Those stimuli and pressures may be of “moral character” or well managed, sometimes brutally, by the revolutionary institutions, that “harmonic collection of well oiled channels, steps, dams, devices” that guarantee “the natural selection of those destined to walk the vanguard.”

In that “dictatorship of the proletariat, exercising not only over the defeated class but also, individually, over the victorious class,” of special importance is the educational machinery of the State, now that it acts directly on the youth, “malleable clay with which it may construct the New Man without any of the previous defects.”

One of those youth is named Reinaldo Arenas, and he is not, in spite of his last name, “clay” and even less “malleable.”  Then, when “Socialism and the New Man in Cuba” is published, Arenas is 21 years old and is about to enter for the first time into conflict with the Revolutionary regime. That year the State creates the Military Units to Aid Production — rehabilitation and forced labor camps for “social misfits” — and stirs up its homophobia.

That same year Arena finishes his first novel, Singing From the Well, and tenders it to a national competition where he receives honorable mention — the beginning of his difficulties, acrimonious relations with the cultural bureaucracy of the island.

It is then–when the radicalization of the Castro repression and the emergence of Arenas as a public figure coincide–that the frictions begin between the writer and regime, frictions that soon evolve into a full and asymmetric confrontation, whether because Arenas is homosexual, whether because he publishes his works abroad, whether because he resists the disciplining processes sponsored by the State.
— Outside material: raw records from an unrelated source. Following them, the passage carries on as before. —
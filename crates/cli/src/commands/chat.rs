//! `carebridge chat` — Interactive or single-message conversation.

use carebridge_config::AppConfig;
use std::io::Write;
use tokio::io::{AsyncBufReadExt, BufReader};

use crate::bootstrap;

pub async fn run(message: Option<String>) -> Result<(), Box<dyn std::error::Error>> {
    let config = AppConfig::load().map_err(|e| format!("Failed to load config: {e}"))?;
    let assistant = bootstrap::assistant(&config).await?;
    let session = assistant.new_session();

    if let Some(msg) = message {
        // Single message mode
        let exchange = assistant.exchange(&session, &msg).await?;
        println!("{}", exchange.labelled());
        return Ok(());
    }

    println!();
    println!("  ╔══════════════════════════════════════════════╗");
    println!("  ║      CareBridge — Post-Discharge Assistant    ║");
    println!("  ╚══════════════════════════════════════════════╝");
    println!();
    println!("  Provider:  {}", config.default_provider);
    println!("  Model:     {}", config.default_model);
    println!("  Session:   {session}");
    println!();
    println!("  Start by telling the receptionist your full name.");
    println!("  Type 'exit' or Ctrl+C to quit.");
    println!();

    let mut lines = BufReader::new(tokio::io::stdin()).lines();

    loop {
        print!("  You > ");
        std::io::stdout().flush()?;

        let Some(line) = lines.next_line().await? else {
            break;
        };
        let line = line.trim();
        if line.is_empty() {
            continue;
        }
        if matches!(line.to_lowercase().as_str(), "exit" | "quit") {
            break;
        }

        eprint!("  ...");
        let exchange = assistant.exchange(&session, line).await?;
        eprint!("\r     \r");
        println!();
        for (i, text) in exchange.labelled().lines().enumerate() {
            if i == 0 {
                println!("  {text}");
            } else {
                println!("    {text}");
            }
        }
        println!();
    }

    println!();
    println!("  Take care!");
    println!();
    Ok(())
}
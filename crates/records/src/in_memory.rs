//! In-memory record store, loaded from a discharge-report JSON file.
//! Also the store used by tests.

use async_trait::async_trait;
use carebridge_core::error::RecordError;
use carebridge_core::patient::{NameLookup, Patient, RecordStore, names_match};
use std::path::Path;
use std::sync::Arc;
use tokio::sync::RwLock;
use tracing::info;

use crate::parse_patients;

pub struct InMemoryRecordStore {
    patients: Arc<RwLock<Vec<Patient>>>,
}

impl InMemoryRecordStore {
    pub fn new() -> Self {
        Self::from_patients(Vec::new())
    }

    pub fn from_patients(patients: Vec<Patient>) -> Self {
        Self {
            patients: Arc::new(RwLock::new(patients)),
        }
    }

    /// Load a JSON list (or single object) of patients from disk.
    pub async fn load_json(path: &Path) -> Result<Self, RecordError> {
        let content = tokio::fs::read_to_string(path).await.map_err(|e| {
            RecordError::Unavailable(format!("Cannot read {}: {e}", path.display()))
        })?;
        let patients = parse_patients(&content)?;
        info!(count = patients.len(), path = %path.display(), "Loaded patient records");
        Ok(Self::from_patients(patients))
    }

    pub async fn insert(&self, patient: Patient) {
        self.patients.write().await.push(patient);
    }

    pub async fn count(&self) -> usize {
        self.patients.read().await.len()
    }
}

impl Default for InMemoryRecordStore {
    fn default() -> Self {
        Self::new()
    }
}

#[async_trait]
impl RecordStore for InMemoryRecordStore {
    fn name(&self) -> &str {
        "json"
    }

    async fn find_by_name(&self, name: &str) -> Result<NameLookup, RecordError> {
        let patients = self.patients.read().await;
        let matches = patients
            .iter()
            .filter(|p| names_match(&p.patient_name, name))
            .cloned()
            .collect();
        Ok(NameLookup::from_matches(matches))
    }

    async fn find_by_id(&self, patient_id: &str) -> Result<Option<Patient>, RecordError> {
        let patients = self.patients.read().await;
        Ok(patients
            .iter()
            .find(|p| p.patient_id == patient_id.trim())
            .cloned())
    }
}
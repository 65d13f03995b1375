//! Domain event system — the audit trail of a conversation.
//!
//! The router and agents publish events when turns are appended, tools are
//! invoked and control changes hands. Subscribers (loggers, the gateway,
//! tests) react without coupling to the routing code.

use chrono::{DateTime, Utc};
use serde::{Deserialize, Serialize};
use std::sync::Arc;
use tokio::sync::broadcast;

use crate::agent::AgentRole;
use crate::session::TurnRole;

/// All domain events in the system.
#[derive(Debug, Clone, Serialize, Deserialize)]
pub enum DomainEvent {
    /// A turn was appended to a session transcript
    TurnAppended {
        session_id: String,
        role: TurnRole,
        source_agent: Option<AgentRole>,
        content_preview: String,
        timestamp: DateTime<Utc>,
    },

    /// Control moved from one agent to another
    HandoffCompleted {
        session_id: String,
        from: AgentRole,
        to: AgentRole,
        reason: Option<String>,
        timestamp: DateTime<Utc>,
    },

    /// An agent invoked one of its tools
    ToolInvoked {
        agent: AgentRole,
        tool_name: String,
        success: bool,
        duration_ms: u64,
        timestamp: DateTime<Utc>,
    },

    /// The clinical agent consulted the reference corpus
    RetrievalAttempted {
        query_preview: String,
        found: bool,
        confidence: Option<f32>,
        timestamp: DateTime<Utc>,
    },

    /// A dispatch ended in a SYSTEM turn instead of an agent answer
    DispatchFailed {
        session_id: String,
        agent: AgentRole,
        error_message: String,
        timestamp: DateTime<Utc>,
    },
}

/// A broadcast-based event bus for domain events.
///
/// Uses `tokio::sync::broadcast` for multi-consumer pub/sub.
pub struct EventBus {
    sender: broadcast::Sender<Arc<DomainEvent>>,
}

impl EventBus {
    /// Create a new event bus with the given capacity.
    pub fn new(capacity: usize) -> Self {
        let (sender, _) = broadcast::channel(capacity);
        Self { sender }
    }

    /// Publish an event to all subscribers.
    pub fn publish(&self, event: DomainEvent) {
        // No subscribers is fine.
        let _ = self.sender.send(Arc::new(event));
    }

    /// Subscribe to receive events.
    pub fn subscribe(&self) -> broadcast::Receiver<Arc<DomainEvent>> {
        self.sender.subscribe()
    }
}

impl Default for EventBus {
    fn default() -> Self {
        Self::new(256)
    }
}

/// Truncate text for event previews and log lines.
pub fn preview(text: &str, max_chars: usize) -> String {
    if text.chars().count() <= max_chars {
        return text.to_string();
    }
    let mut out: String = text.chars().take(max_chars).collect();
    out.push('…');
    out
}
During the next 15 years Arenas will endure the harassment and punishment of the devices of state power: He will be forced to work on a sugarcane plantation, will be locked away in a prison, forced to sign a public retraction and will see his repeated efforts to leave the island frustrated, until 1980 during the Mariel exodus, he manages to leave for the United States.

It is there–at odds with the Miami Cuban exiles, first encouraged and then stunned by life in New York and finally sick with AIDS–where he finishes writing Before Night Falls, the memoirs that he began to write one day in 1973 in the culverts of Lenin Park while hiding from the regime’s security forces.

2.  “All dictatorship,” writes Arenas in a passage from Before Night Falls, “is cold and anti-life:  every manifestation of life is in itself an enemy of any dogmatic regime. It was logical for Fidel Castro to chase us, to not allow us to fornicate and to try to eliminate any public display of life.”

This image of the State that censors the “public display of life” and toils to control the physical existence of its citizens, is repeated time and again throughout the 343 pages of the book.

Whether the regime grants itself “the power to instruct how men should dress,” or proposes “to break ties of friendship” through organization, street by street, of the Defense of the Revolution Committees or penalizes homosexual relations, the image that emerges here is that of a power for which the life of its citizens does not represent the boundary of the political but precisely its center and objective.  In other words, a biopower, that, in order to continue being such, must intervene in and regulate all vital aspects of the population.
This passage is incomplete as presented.